Copy out all of the records, exactly as they appear.

START Data

/// DAG management REST API endpoints
///
/// Documents are compiled before they are stored: a DAG that would fail to
/// load is answered with 422 and never reaches storage or the registry.

use crate::api::AppState;
use crate::workflow::types::DagDocument;
use axum::{
    extract::{Path, State},
    http::StatusCode,
    response::Json,
    routing::get,
    Router,
};
use serde::{Deserialize, Serialize};
use serde_json::{json, Value};

/// Error reply: status plus a JSON `{ "error": ... }` body
type ApiError = (StatusCode, Json<Value>);

fn api_error(status: StatusCode, message: impl Into<String>) -> ApiError {
    (status, Json(json!({ "error": message.into() })))
}

/// Response for DAG creation/update operations
#[derive(Debug, Serialize)]
#[serde(rename_all = "camelCase")]
pub struct DagResponse {
    pub id: String,
    pub message: String,
    /// Static relation cycles found while compiling
    pub cycles: Vec<Vec<String>>,
    /// Blocks unreachable from the source
    pub unreachable: Vec<String>,
}

/// Request body for DAG creation and update
#[derive(Debug, Deserialize)]
pub struct DagRequest {
    pub dag: DagDocument,
}

/// Create DAG management routes
pub fn create_dag_routes() -> Router<AppState> {
    Router::new()
        .route("/api/dags", get(list_dags).post(create_dag))
        .route("/api/dags/{id}", get(get_dag).put(update_dag).delete(delete_dag))
}

/// Compile, persist and install a document
async fn store_and_install(state: &AppState, document: DagDocument) -> Result<DagResponse, ApiError> {
    let compiled = state.registry.compile(document.clone()).map_err(|e| {
        tracing::warn!("🚫 Rejected DAG '{}': {}", document.id, e);
        api_error(StatusCode::UNPROCESSABLE_ENTITY, e.to_string())
    })?;

    if let Err(e) = state.registry.storage().save_dag(&document).await {
        tracing::error!("Failed to save DAG {}: {}", document.id, e);
        return Err(api_error(StatusCode::INTERNAL_SERVER_ERROR, "failed to save DAG"));
    }

    let dag = state.registry.install(compiled);
    Ok(DagResponse {
        id: dag.id.clone(),
        message: String::new(),
        cycles: dag.cycles.clone(),
        unreachable: dag.unreachable.clone(),
    })
}

/// Create a new DAG
///
/// POST /api/dags
/// Body: { "dag": { "id": "...", "name": "...", "blocks": [...] } }
async fn create_dag(
    State(state): State<AppState>,
    Json(payload): Json<DagRequest>,
) -> Result<Json<DagResponse>, ApiError> {
    let document = payload.dag;

    if document.id.is_empty() || document.name.is_empty() {
        return Err(api_error(StatusCode::BAD_REQUEST, "DAG id and name are required"));
    }

    match state.registry.storage().get_dag(&document.id).await {
        Ok(Some(_)) => {
            return Err(api_error(
                StatusCode::CONFLICT,
                format!("DAG '{}' already exists", document.id),
            ))
        }
        Ok(None) => {}
        Err(e) => {
            tracing::error!("Failed to look up DAG {}: {}", document.id, e);
            return Err(api_error(StatusCode::INTERNAL_SERVER_ERROR, "storage failure"));
        }
    }

    let name = document.name.clone();
    let mut response = store_and_install(&state, document).await?;
    response.message = format!("DAG '{}' created successfully", name);

    tracing::info!("🔥 Created DAG: {} ({})", response.id, name);
    Ok(Json(response))
}

/// List all stored DAGs
///
/// GET /api/dags
async fn list_dags(State(state): State<AppState>) -> Result<Json<Value>, StatusCode> {
    match state.registry.storage().list_dags().await {
        Ok(dags) => Ok(Json(json!({ "dags": dags, "active": state.registry.list_dag_ids() }))),
        Err(e) => {
            tracing::error!("Failed to list DAGs: {}", e);
            Err(StatusCode::INTERNAL_SERVER_ERROR)
        }
    }
}

/// Get a DAG document by ID
///
/// GET /api/dags/{id}
async fn get_dag(
    State(state): State<AppState>,
    Path(id): Path<String>,
) -> Result<Json<DagDocument>, StatusCode> {
    match state.registry.storage().get_dag(&id).await {
        Ok(Some(document)) => Ok(Json(document)),
        Ok(None) => Err(StatusCode::NOT_FOUND),
        Err(e) => {
            tracing::error!("Failed to get DAG {}: {}", id, e);
            Err(StatusCode::INTERNAL_SERVER_ERROR)
        }
    }
}

/// Replace an existing DAG
///
/// PUT /api/dags/{id}
/// Body: { "dag": { ... } }; the id in the URL wins
async fn update_dag(
    State(state): State<AppState>,
    Path(id): Path<String>,
    Json(payload): Json<DagRequest>,
) -> Result<Json<DagResponse>, ApiError> {
    let mut document = payload.dag;
    document.id = id.clone();

    match state.registry.storage().get_dag(&id).await {
        Ok(Some(_)) => {}
        Ok(None) => return Err(api_error(StatusCode::NOT_FOUND, format!("DAG '{}' not found", id))),
        Err(e) => {
            tracing::error!("Failed to look up DAG {}: {}", id, e);
            return Err(api_error(StatusCode::INTERNAL_SERVER_ERROR, "storage failure"));
        }
    }

    let name = document.name.clone();
    let mut response = store_and_install(&state, document).await?;
    response.message = format!("DAG '{}' updated successfully", name);

    tracing::info!("🔥 Hot-reloaded DAG: {} ({})", id, name);
    Ok(Json(response))
}

/// Delete a DAG
///
/// DELETE /api/dags/{id}
async fn delete_dag(
    State(state): State<AppState>,
    Path(id): Path<String>,
) -> Result<Json<Value>, StatusCode> {
    state.registry.remove_dag(&id);

    match state.registry.storage().delete_dag(&id).await {
        Ok(true) => {
            tracing::info!("Deleted DAG: {}", id);
            Ok(Json(json!({ "message": "DAG deleted successfully" })))
        }
        Ok(false) => Err(StatusCode::NOT_FOUND),
        Err(e) => {
            tracing::error!("Failed to delete DAG: {}", e);
            Err(StatusCode::INTERNAL_SERVER_ERROR)
        }
    }
}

END Data

● Solution below
/// DAG management REST API endpoints
///
/// Documents are compiled before they are stored: a DAG that would fail to
/// load is answered with 422 and never reaches storage or the registry.

use crate::api::AppState;
use crate::workflow::types::DagDocument;
use axum::{
    extract::{Path, State},
    http::StatusCode,
    response::Json,
    routing::get,
    Router,
};
use serde::{Deserialize, Serialize};
use serde_json::{json, Value};

/// Error reply: status plus a JSON `{ "error": ... }` body
type ApiError = (StatusCode, Json<Value>);

fn api_error(status: StatusCode, message: impl Into<String>) -> ApiError {
    (status, Json(json!({ "error": message.into() })))
}

/// Response for DAG creation/update operations
#[derive(Debug, Serialize)]
#[serde(rename_all = "camelCase")]
pub struct DagResponse {
    pub id: String,
    pub message: String,
    /// Static relation cycles found while compiling
    pub cycles: Vec<Vec<String>>,
    /// Blocks unreachable from the source
    pub unreachable: Vec<String>,
}

/// Request body for DAG creation and update
#[derive(Debug, Deserialize)]
pub struct DagRequest {
    pub dag: DagDocument,
}

/// Create DAG management routes
pub fn create_dag_routes() -> Router<AppState> {
    Router::new()
        .route("/api/dags", get(list_dags).post(create_dag))
        .route("/api/dags/{id}", get(get_dag).put(update_dag).delete(delete_dag))
}

/// Compile, persist and install a document
async fn store_and_install(state: &AppState, document: DagDocument) -> Result<DagResponse, ApiError> {
    let compiled = state.registry.compile(document.clone()).map_err(|e| {
        tracing::warn!("🚫 Rejected DAG '{}': {}", document.id, e);
        api_error(StatusCode::UNPROCESSABLE_ENTITY, e.to_string())
    })?;

    if let Err(e) = state.registry.storage().save_dag(&document).await {
        tracing::error!("Failed to save DAG {}: {}", document.id, e);
        return Err(api_error(StatusCode::INTERNAL_SERVER_ERROR, "failed to save DAG"));
    }

    let dag = state.registry.install(compiled);
    Ok(DagResponse {
        id: dag.id.clone(),
        message: String::new(),
        cycles: dag.cycles.clone(),
        unreachable: dag.unreachable.clone(),
    })
}

/// Create a new DAG
///
/// POST /api/dags
/// Body: { "dag": { "id": "...", "name": "...", "blocks": [...] } }
async fn create_dag(
    State(state): State<AppState>,
    Json(payload): Json<DagRequest>,
) -> Result<Json<DagResponse>, ApiError> {
    let document = payload.dag;

    if document.id.is_empty() || document.name.is_empty() {
        return Err(api_error(StatusCode::BAD_REQUEST, "DAG id and name are required"));
    }

    match state.registry.storage().get_dag(&document.id).await {
        Ok(Some(_)) => {
            return Err(api_error(
                StatusCode::CONFLICT,
                format!("DAG '{}' already exists", document.id),
            ))
        }
        Ok(None) => {}
        Err(e) => {
            tracing::error!("Failed to look up DAG {}: {}", document.id, e);
            return Err(api_error(StatusCode::INTERNAL_SERVER_ERROR, "storage failure"));
        }
    }

    let name = document.name.clone();
    let mut response = store_and_install(&state, document).await?;
    response.message = format!("DAG '{}' created successfully", name);

    tracing::info!("🔥 Created DAG: {} ({})", response.id, name);
    Ok(Json(response))
}

/// List all stored DAGs
///
/// GET /api/dags
async fn list_dags(State(state): State<AppState>) -> Result<Json<Value>, StatusCode> {
    match state.registry.storage().list_dags().await {
        Ok(dags) => Ok(Json(json!({ "dags": dags, "active": state.registry.list_dag_ids() }))),
        Err(e) => {
            tracing::error!("Failed to list DAGs: {}", e);
            Err(StatusCode::INTERNAL_SERVER_ERROR)
        }
    }
}

/// Get a DAG document by ID
///
/// GET /api/dags/{id}
async fn get_dag(
    State(state): State<AppState>,
    Path(id): Path<String>,
) -> Result<Json<DagDocument>, StatusCode> {
    match state.registry.storage().get_dag(&id).await {
        Ok(Some(document)) => Ok(Json(document)),
        Ok(None) => Err(StatusCode::NOT_FOUND),
        Err(e) => {
            tracing::error!("Failed to get DAG {}: {}", id, e);
            Err(StatusCode::INTERNAL_SERVER_ERROR)
        }
    }
}

/// Replace an existing DAG
///
/// PUT /api/dags/{id}
/// Body: { "dag": { ... } }; the id in the URL wins
async fn update_dag(
    State(state): State<AppState>,
    Path(id): Path<String>,
    Json(payload): Json<DagRequest>,
) -> Result<Json<DagResponse>, ApiError> {
    let mut document = payload.dag;
    document.id = id.clone();

    match state.registry.storage().get_dag(&id).await {
        Ok(Some(_)) => {}
        Ok(None) => return Err(api_error(StatusCode::NOT_FOUND, format!("DAG '{}' not found", id))),
        Err(e) => {
            tracing::error!("Failed to look up DAG {}: {}", id, e);
            return Err(api_error(StatusCode::INTERNAL_SERVER_ERROR, "storage failure"));
        }
    }

    let name = document.name.clone();
    let mut response = store_and_install(&state, document).await?;
    response.message = format!("DAG '{}' updated successfully", name);

    tracing::info!("🔥 Hot-reloaded DAG: {} ({})", id, name);
    Ok(Json(response))
}

/// Delete a DAG
///
/// DELETE /api/dags/{id}
async fn delete_dag(
    State(state): State<AppState>,
    Path(id): Path<String>,
) -> Result<Json<Value>, StatusCode> {
    state.registry.remove_dag(&id);

    match state.registry.storage().delete_dag(&id).await {
        Ok(true) => {
            tracing::info!("Deleted DAG: {}", id);
            Ok(Json(json!({ "message": "DAG deleted successfully" })))
        }
        Ok(false) => Err(StatusCode::NOT_FOUND),
        Err(e) => {
            tracing::error!("Failed to delete DAG: {}", e);
            Err(StatusCode::INTERNAL_SERVER_ERROR)
        }
    }
}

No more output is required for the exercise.